- PROBLEM
Would you repeat, exactly as given, the line with "pub mod catalog_service;" and every line after it to the end of the entries?

(Dataset entries)
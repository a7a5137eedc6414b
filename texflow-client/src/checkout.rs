//! POS / storefront checkout
//!
//! One Sale per invoice line, issued concurrently. Lines are independent:
//! a line refused for insufficient stock does not undo the others.

use futures::future::join_all;
use shared::ErrorBody;
use shared::billing::{CartLine, Invoice, InvoiceLine};
use shared::models::{ShippingInfo, Transaction};

use crate::client::TexflowClient;
use crate::store::WriteOutcome;

/// What happened to one invoice line
#[derive(Debug, Clone, PartialEq)]
pub enum LineOutcome {
    Recorded(Transaction),
    /// Committed locally, waiting for the server
    Queued(Transaction),
    Refused(ErrorBody),
    /// The write never reached the queue (local tier failure)
    Failed(String),
}

#[derive(Debug, Clone, PartialEq)]
pub struct CheckoutReport {
    pub invoice: Invoice,
    /// Same order as `invoice.lines`
    pub lines: Vec<LineOutcome>,
}

impl CheckoutReport {
    pub fn all_recorded(&self) -> bool {
        self.lines
            .iter()
            .all(|l| matches!(l, LineOutcome::Recorded(_)))
    }

    /// Lines the server refused, with the reason
    pub fn refused(&self) -> impl Iterator<Item = (&InvoiceLine, &ErrorBody)> + '_ {
        self.invoice
            .lines
            .iter()
            .zip(&self.lines)
            .filter_map(|(line, outcome)| match outcome {
                LineOutcome::Refused(e) => Some((line, e)),
                _ => None,
            })
    }
}

impl TexflowClient {
    /// Record every line of `invoice` as a Sale
    pub async fn checkout(&self, invoice: Invoice) -> CheckoutReport {
        let sales = invoice.to_transactions();
        let outcomes = join_all(sales.iter().map(|tx| self.record_transaction(tx))).await;

        let lines = outcomes
            .into_iter()
            .map(|outcome| match outcome {
                Ok(WriteOutcome::Confirmed(tx)) => LineOutcome::Recorded(tx),
                Ok(WriteOutcome::Queued(tx)) => LineOutcome::Queued(tx),
                Ok(WriteOutcome::Rejected(e)) => LineOutcome::Refused(e),
                Err(e) => LineOutcome::Failed(e.to_string()),
            })
            .collect();

        let report = CheckoutReport { invoice, lines };
        tracing::info!(
            customer = %report.invoice.customer,
            total = report.invoice.total,
            lines = report.lines.len(),
            recorded = report.all_recorded(),
            "Checkout finished"
        );
        report
    }

    /// Counter sale with 18% GST
    pub async fn checkout_counter(
        &self,
        lines: &[CartLine],
        customer: Option<&str>,
    ) -> CheckoutReport {
        self.checkout(Invoice::counter(lines, customer)).await
    }

    /// Storefront order: no tax, "Online Customer", shipping attached
    pub async fn checkout_storefront(
        &self,
        lines: &[CartLine],
        user_id: Option<&str>,
        shipping: ShippingInfo,
    ) -> CheckoutReport {
        let mut invoice = Invoice::storefront(lines).with_shipping(shipping);
        if let Some(user) = user_id {
            invoice = invoice.with_user(user);
        }
        self.checkout(invoice).await
    }
}
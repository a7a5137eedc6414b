//! Ledger Transaction Model

use serde::{Deserialize, Serialize};

use super::serde_helpers::{lenient_f64, lenient_i64, lenient_string};

/// Direction of a stock movement
#[derive(Debug, Clone, Copy, PartialEq, Eq, Hash, Serialize, Deserialize)]
pub enum TransactionType {
    Purchase,
    Sale,
}

impl TransactionType {
    /// Signed stock delta for `quantity` units
    pub fn stock_delta(&self, quantity: i64) -> i64 {
        match self {
            Self::Purchase => quantity,
            Self::Sale => quantity.saturating_neg(),
        }
    }

    /// Counterparty name used when the caller does not supply one
    pub fn default_entity_name(&self) -> &'static str {
        match self {
            Self::Purchase => "Supplier",
            Self::Sale => "Walk-in Customer",
        }
    }
}

/// Settlement status
#[derive(Debug, Clone, Copy, PartialEq, Eq, Hash, Serialize, Deserialize, Default)]
pub enum PaymentStatus {
    Pending,
    #[default]
    Paid,
}

/// Delivery details captured by the storefront
#[derive(Debug, Clone, PartialEq, Default, Serialize, Deserialize)]
#[serde(rename_all = "camelCase")]
pub struct ShippingInfo {
    #[serde(default)]
    pub address: String,
    #[serde(default)]
    pub city: String,
    #[serde(default)]
    pub postal_code: String,
    #[serde(default)]
    pub phone: String,
}

/// Recorded ledger entry (immutable)
#[derive(Debug, Clone, PartialEq, Serialize, Deserialize)]
#[serde(rename_all = "camelCase")]
pub struct Transaction {
    pub id: String,
    #[serde(rename = "type")]
    pub tx_type: TransactionType,
    pub product_id: String,
    #[serde(default)]
    pub product_name: String,
    pub quantity: i64,
    #[serde(default)]
    pub unit_price: f64,
    #[serde(default)]
    pub tax_amount: f64,
    #[serde(default)]
    pub total_amount: f64,
    /// Business date (Unix millis)
    pub date: i64,
    #[serde(default)]
    pub status: PaymentStatus,
    #[serde(default)]
    pub entity_name: String,
    #[serde(default, skip_serializing_if = "Option::is_none")]
    pub user_id: Option<String>,
    #[serde(default, skip_serializing_if = "Option::is_none")]
    pub shipping: Option<ShippingInfo>,
    #[serde(default)]
    pub created_at: i64,
}

/// Record transaction payload
///
/// Only `type` and `productId` are required; everything else has a server-side
/// default (see the ledger service).
#[derive(Debug, Clone, Default, Serialize, Deserialize)]
#[serde(rename_all = "camelCase")]
pub struct TransactionCreate {
    #[serde(rename = "type", default)]
    pub tx_type: Option<TransactionType>,
    #[serde(default, deserialize_with = "lenient_string")]
    pub product_id: Option<String>,
    #[serde(default, deserialize_with = "lenient_i64")]
    pub quantity: Option<i64>,
    #[serde(default, deserialize_with = "lenient_f64")]
    pub unit_price: Option<f64>,
    #[serde(default, deserialize_with = "lenient_f64")]
    pub tax_amount: Option<f64>,
    #[serde(default, deserialize_with = "lenient_f64")]
    pub total_amount: Option<f64>,
    #[serde(default, deserialize_with = "lenient_i64")]
    pub date: Option<i64>,
    #[serde(default)]
    pub status: Option<PaymentStatus>,
    #[serde(default, deserialize_with = "lenient_string")]
    pub entity_name: Option<String>,
    #[serde(default, deserialize_with = "lenient_string")]
    pub user_id: Option<String>,
    #[serde(default)]
    pub shipping: Option<ShippingInfo>,
}

impl TransactionCreate {
    pub fn sale(product_id: impl Into<String>, quantity: i64) -> Self {
        Self {
            tx_type: Some(TransactionType::Sale),
            product_id: Some(product_id.into()),
            quantity: Some(quantity),
            ..Default::default()
        }
    }

    pub fn purchase(product_id: impl Into<String>, quantity: i64) -> Self {
        Self {
            tx_type: Some(TransactionType::Purchase),
            product_id: Some(product_id.into()),
            quantity: Some(quantity),
            ..Default::default()
        }
    }
}

/// Query filters for `GET /api/transactions`
#[derive(Debug, Clone, Default, Serialize, Deserialize)]
#[serde(rename_all = "camelCase")]
pub struct TransactionFilter {
    pub user_id: Option<String>,
    pub product_id: Option<String>,
    #[serde(rename = "type")]
    pub tx_type: Option<TransactionType>,
}

impl TransactionFilter {
    pub fn matches(&self, tx: &Transaction) -> bool {
        self.user_id
            .as_ref()
            .is_none_or(|u| tx.user_id.as_ref() == Some(u))
            && self.product_id.as_ref().is_none_or(|p| &tx.product_id == p)
            && self.tx_type.is_none_or(|t| tx.tx_type == t)
    }
}

#[cfg(test)]
mod tests {
    use super::*;
    use serde_json::json;

    #[test]
    fn stock_delta_sign_follows_type() {
        assert_eq!(TransactionType::Purchase.stock_delta(4), 4);
        assert_eq!(TransactionType::Sale.stock_delta(4), -4);
    }

    #[test]
    fn create_payload_reads_type_field() {
        let c: TransactionCreate = serde_json::from_value(json!({
            "type": "Sale",
            "productId": 42,
            "quantity": "3"
        }))
        .unwrap();
        assert_eq!(c.tx_type, Some(TransactionType::Sale));
        assert_eq!(c.product_id.as_deref(), Some("42"));
        assert_eq!(c.quantity, Some(3));
        assert!(c.status.is_none());
    }

    #[test]
    fn filter_matches_on_all_given_fields() {
        let tx: Transaction = serde_json::from_value(json!({
            "id": "1", "type": "Sale", "productId": "p1", "quantity": 1,
            "date": 0, "userId": "u1"
        }))
        .unwrap();
        assert!(TransactionFilter::default().matches(&tx));
        let by_user = TransactionFilter {
            user_id: Some("u1".into()),
            tx_type: Some(TransactionType::Sale),
            ..Default::default()
        };
        assert!(by_user.matches(&tx));
        let other = TransactionFilter {
            product_id: Some("p2".into()),
            ..Default::default()
        };
        assert!(!other.matches(&tx));
    }
}
//! Storage rows
//!
//! Wire types live in `shared::models` and carry plain string ids. The rows
//! here carry the store's `RecordId` and convert into the wire types.

pub mod ledger;
pub mod party;
pub mod product;

pub use ledger::{LedgerData, LedgerRecord};
pub use party::{CustomerData, CustomerRecord, SupplierData, SupplierRecord};
pub use product::{ProductData, ProductRecord};
//! 服务层 - 业务逻辑
//!
//! # 服务列表
//!
//! - [`CatalogService`] - 商品增删改查，SKU 唯一
//! - [`LedgerService`] - 进货/销售记账并调整库存
//! - [`PartyService`] - 供应商和客户
//! - [`ReportService`] - 仪表盘和应收应付汇总
//! - [`StockLocks`] - 按商品串行化库存变更

pub mod catalog_service;
pub mod ledger_service;
pub mod party_service;
pub mod report_service;
pub mod stock_lock;

pub use catalog_service::CatalogService;
pub use ledger_service::LedgerService;
pub use party_service::PartyService;
pub use report_service::ReportService;
pub use stock_lock::StockLocks;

- OUTPUT BELOW
pub mod catalog_service;
pub mod ledger_service;
pub mod party_service;
pub mod report_service;
pub mod stock_lock;

pub use catalog_service::CatalogService;
pub use ledger_service::LedgerService;
pub use party_service::PartyService;
pub use report_service::ReportService;
pub use stock_lock::StockLocks;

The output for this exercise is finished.